- Exercise data
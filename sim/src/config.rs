//! Demo configuration and the known network allowlist

use std::path::PathBuf;
use std::time::Duration;

use agentic_economy::utils::classifier::CategoryChoice;
use agentic_economy::utils::units::parse_ether;
use agentic_economy::SelectionPolicy;

use crate::cli::DemoArgs;
use crate::errors::{Result, SimError};

pub const DEFAULT_NETWORK: &str = "monadTestnet";

/// Overrides the network's explorer base for transaction links
pub const EXPLORER_TX_BASE_ENV: &str = "MONAD_EXPLORER_TX_BASE";

pub const DEFAULT_PROMPT: &str = "Analyze market demand for agentic coding services.";

#[derive(Debug, Clone, Copy, PartialEq, Eq)]
pub struct KnownNetwork {
    pub name: &'static str,
    pub chain_id: u64,
    pub explorer_tx_base: Option<&'static str>,
}

pub const KNOWN_NETWORKS: [KnownNetwork; 3] = [
    KnownNetwork {
        name: DEFAULT_NETWORK,
        chain_id: 10143,
        explorer_tx_base: Some("https://testnet.monadscan.com/tx"),
    },
    KnownNetwork {
        name: "hardhat",
        chain_id: 31337,
        explorer_tx_base: None,
    },
    KnownNetwork {
        name: "localhost",
        chain_id: 31337,
        explorer_tx_base: None,
    },
];

pub fn require_known_network(name: &str) -> Result<&'static KnownNetwork> {
    KNOWN_NETWORKS
        .iter()
        .find(|network| network.name == name)
        .ok_or_else(|| SimError::UnknownNetwork(name.to_string()))
}

/// Resolved settings for one demo run
#[derive(Debug, Clone)]
pub struct DemoConfig {
    pub network: &'static KnownNetwork,
    pub deployment: Option<PathBuf>,
    pub budget_wei: u128,
    pub timeout_secs: u64,
    pub prompt: String,
    pub category: CategoryChoice,
    pub policy: SelectionPolicy,
    pub master_name: String,
    pub worker_name: String,
    pub master_expertise: String,
    pub worker_expertise: String,
    pub worker_base_fee_wei: u128,
    /// `None` picks the feedback at random
    pub feedback: Option<bool>,
    pub worker_delay: (Duration, Duration),
    pub explorer_tx_base: Option<String>,
    pub export_json: Option<PathBuf>,
    pub rng_seed: Option<u64>,
}

impl DemoConfig {
    pub fn from_args(args: DemoArgs) -> Result<Self> {
        let network = require_known_network(&args.network)?;
        if args.worker_min_delay_ms > args.worker_max_delay_ms {
            return Err(SimError::InvalidDelay {
                min_ms: args.worker_min_delay_ms,
                max_ms: args.worker_max_delay_ms,
            });
        }
        let explorer_tx_base = args
            .explorer_tx_base
            .map(|base| base.trim().to_string())
            .filter(|base| !base.is_empty())
            .or_else(|| network.explorer_tx_base.map(str::to_string));

        Ok(Self {
            network,
            deployment: args.deployment,
            budget_wei: parse_ether(&args.budget_eth)?,
            timeout_secs: args.timeout_sec,
            prompt: args.prompt,
            category: args.category,
            policy: args.policy,
            master_name: args.master_name,
            worker_name: args.worker_name,
            master_expertise: args.master_expertise,
            worker_expertise: args.worker_expertise,
            worker_base_fee_wei: args.worker_base_fee_wei,
            feedback: args.feedback,
            worker_delay: (
                Duration::from_millis(args.worker_min_delay_ms),
                Duration::from_millis(args.worker_max_delay_ms),
            ),
            explorer_tx_base,
            export_json: args.export_json,
            rng_seed: args.rng_seed,
        })
    }
}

- What to produce
Working through the records, find each line containing the word "const" and copy it.

- Your response
pub const DEFAULT_NETWORK: &str = "monadTestnet";
pub const EXPLORER_TX_BASE_ENV: &str = "MONAD_EXPLORER_TX_BASE";
pub const DEFAULT_PROMPT: &str = "Analyze market demand for agentic coding services.";
pub const KNOWN_NETWORKS: [KnownNetwork; 3] = [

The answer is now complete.